(Stored items)

//! HTML templates and styling for the builder.
//!
//! ## Module Structure
//!
//! - `styles` - CSS constants for the dark shell and dialogs
//! - `components` - Page shell, top bar, footer toolbar, preview iframe
//! - `dialogs` - Deploy, import, upgrade, login and invite dialogs
//! - `editor` - The builder page and its client script

mod components;
mod dialogs;
mod editor;
mod styles;

pub use components::{
    base_html, footer_toolbar, history_entries, html_escape, preview_iframe, top_bar, SITE_NAME, SITE_TITLE,
};
pub use dialogs::{deploy_dialog, invite_friends, load_dialog, login_modal, login_modals, pro_modal};
pub use editor::render_editor;
pub use styles::STYLE;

YOUR INSTRUCTIONS –
I'd like the lines above from the one with "## Module Structure" up to and including the one with "its client script" copied exactly, with no other lines.

EXERCISE RESULT –
//! ## Module Structure
//!
//! - `styles` - CSS constants for the dark shell and dialogs
//! - `components` - Page shell, top bar, footer toolbar, preview iframe
//! - `dialogs` - Deploy, import, upgrade, login and invite dialogs
//! - `editor` - The builder page and its client script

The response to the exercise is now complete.